Quando, dopo la guerra dei 6 giorni, le gloriose truppe di Tshal, entrarono il giorno 6 del 6^ mese dell’anno 1967 a Gerusalemme, Israele poteva forse legittimamente dire a se stessa che il Santo Benedetto aveva finalmente adempiuto la promessa fatto ai Padri.

Ma contemporaneamente un brivido deve avere percorso la schiena di chi per cento generazioni aveva atteso il sogno puro e perfetto, in cui l’Assemblea di Israele tutta intera sarebbe ritornata nella città Santa, radunata come un sol uomo nella sua Terra indivisa per opera dell’Onnipotente, ordinando la sua vita in modo integralmente conforme alla Torah del Signore.

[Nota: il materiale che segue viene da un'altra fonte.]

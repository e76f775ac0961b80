//! # Configuration
//!
//! Tunables for the player, the collision core and the generated world,
//! read from JSON. Every field has a default, so a config file only lists
//! what it changes:
//!
//! ```json
//! {
//!     "max_resolution_iterations": 16,
//!     "missing_chunks": "solid",
//!     "world": { "generation": { "method": "perlin", "seed": 7 }, "radius": 1 }
//! }
//! ```

use std::path::Path;

use cgmath::Point3;
use serde::{Deserialize, Serialize};
use thiserror::Error;

use crate::engine_state::collision::{MissingChunkPolicy, MAX_RESOLUTION_ITERATIONS};
use crate::engine_state::math::AABB3;
use crate::engine_state::voxels::chunk::ChunkGenerationMethod;

/// Environment variable naming a config file for `run()`.
pub const CONFIG_PATH_ENV: &str = "VOXEL_COLLISION_CONFIG";

/// Error type for config operations.
#[derive(Debug, Error)]
pub enum ConfigError {
    /// I/O error while reading.
    #[error("io error: {0}")]
    Io(#[from] std::io::Error),
    /// Deserialization failure.
    #[error("serde error: {0}")]
    Serde(#[from] serde_json::Error),
    /// A value is out of range.
    #[error("invalid config: {0}")]
    Invalid(String),
}

/// World generation settings.
#[derive(Clone, Debug, PartialEq, Serialize, Deserialize)]
#[serde(default)]
pub struct WorldConfig {
    /// How chunks are filled.
    pub generation: ChunkGenerationMethod,
    /// Chunks generated around the spawn chunk, in every direction.
    pub radius: i32,
}

impl Default for WorldConfig {
    fn default() -> Self {
        WorldConfig {
            generation: ChunkGenerationMethod::default(),
            radius: 1,
        }
    }
}

/// Player and collision settings.
#[derive(Clone, Debug, PartialEq, Serialize, Deserialize)]
#[serde(default)]
pub struct PhysicsConfig {
    /// Minimum corner of the player box relative to the camera.
    pub player_box_origin: [f32; 3],
    /// Size of the player box.
    pub player_box_span: [f32; 3],
    /// Resolution iteration cap per movement.
    pub max_resolution_iterations: usize,
    /// Handling of unloaded chunks during movement.
    pub missing_chunks: MissingChunkPolicy,
    /// Look ray length for targeting.
    pub reach: f32,
    /// Movement speed in blocks per second.
    pub speed: f32,
    /// Look sensitivity.
    pub sensitivity: f32,
    /// Initial camera position.
    pub spawn_position: [f32; 3],
    /// World generation settings.
    pub world: WorldConfig,
}

impl Default for PhysicsConfig {
    fn default() -> Self {
        PhysicsConfig {
            player_box_origin: [-0.25, -1.5, -0.25],
            player_box_span: [0.5, 1.75, 0.5],
            max_resolution_iterations: MAX_RESOLUTION_ITERATIONS,
            missing_chunks: MissingChunkPolicy::default(),
            reach: 8.0,
            speed: 4.0,
            sensitivity: 2.0,
            spawn_position: [8.5, 1.5, 8.5],
            world: WorldConfig::default(),
        }
    }
}

impl PhysicsConfig {
    /// Parses and validates a JSON document.
    pub fn from_json_str(json: &str) -> Result<Self, ConfigError> {
        let config: PhysicsConfig = serde_json::from_str(json)?;
        config.validate()?;
        Ok(config)
    }

    /// Reads, parses and validates a JSON file.
    pub fn load(path: impl AsRef<Path>) -> Result<Self, ConfigError> {
        let json = std::fs::read_to_string(path)?;
        Self::from_json_str(&json)
    }

    /// Loads the file named by `VOXEL_COLLISION_CONFIG`, or the defaults when
    /// it is unset.
    pub fn from_env() -> Result<Self, ConfigError> {
        match std::env::var_os(CONFIG_PATH_ENV) {
            Some(path) => {
                log::info!("loading config from {:?}", path);
                Self::load(path)
            }
            None => Ok(Self::default()),
        }
    }

    /// Checks value ranges.
    pub fn validate(&self) -> Result<(), ConfigError> {
        let finite = |values: &[f32]| values.iter().all(|v| v.is_finite());

        if !finite(&self.player_box_origin) || !finite(&self.spawn_position) {
            return Err(ConfigError::Invalid("positions must be finite".into()));
        }
        if !self.player_box_span.iter().all(|v| v.is_finite() && *v > 0.0) {
            return Err(ConfigError::Invalid(format!(
                "player_box_span must be positive, got {:?}",
                self.player_box_span
            )));
        }
        if self.max_resolution_iterations == 0 {
            return Err(ConfigError::Invalid("max_resolution_iterations must be at least 1".into()));
        }
        if !(self.reach.is_finite() && self.reach > 0.0) {
            return Err(ConfigError::Invalid(format!("reach must be positive, got {}", self.reach)));
        }
        if !(self.speed.is_finite() && self.speed >= 0.0) || !self.sensitivity.is_finite() {
            return Err(ConfigError::Invalid("speed and sensitivity must be finite, speed non-negative".into()));
        }
        if self.world.radius < 0 {
            return Err(ConfigError::Invalid(format!("world radius must not be negative, got {}", self.world.radius)));
        }
        Ok(())
    }

    /// Player box relative to the camera.
    pub fn player_box(&self) -> AABB3 {
        AABB3::new(self.player_box_origin.into(), self.player_box_span.into())
    }

    /// Initial camera position as a point.
    pub fn spawn(&self) -> Point3<f32> {
        self.spawn_position.into()
    }
}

Ma davvero era così? Davvero l’utopia sionista aveva adempiuto suo malgrado l’attesa messianica o non era invece avvenuto il contrario? Non era forse proprio a causa dell’iniziativa sionista che quell’attesa e quella speranza erano invece andate perdute per sempre? Forse non era avvenuto che in luogo della Shkhina, fosse stata la sitrà ahrà (l’Altra parte) a prendere possesso della terra santa e di Gerusalemme?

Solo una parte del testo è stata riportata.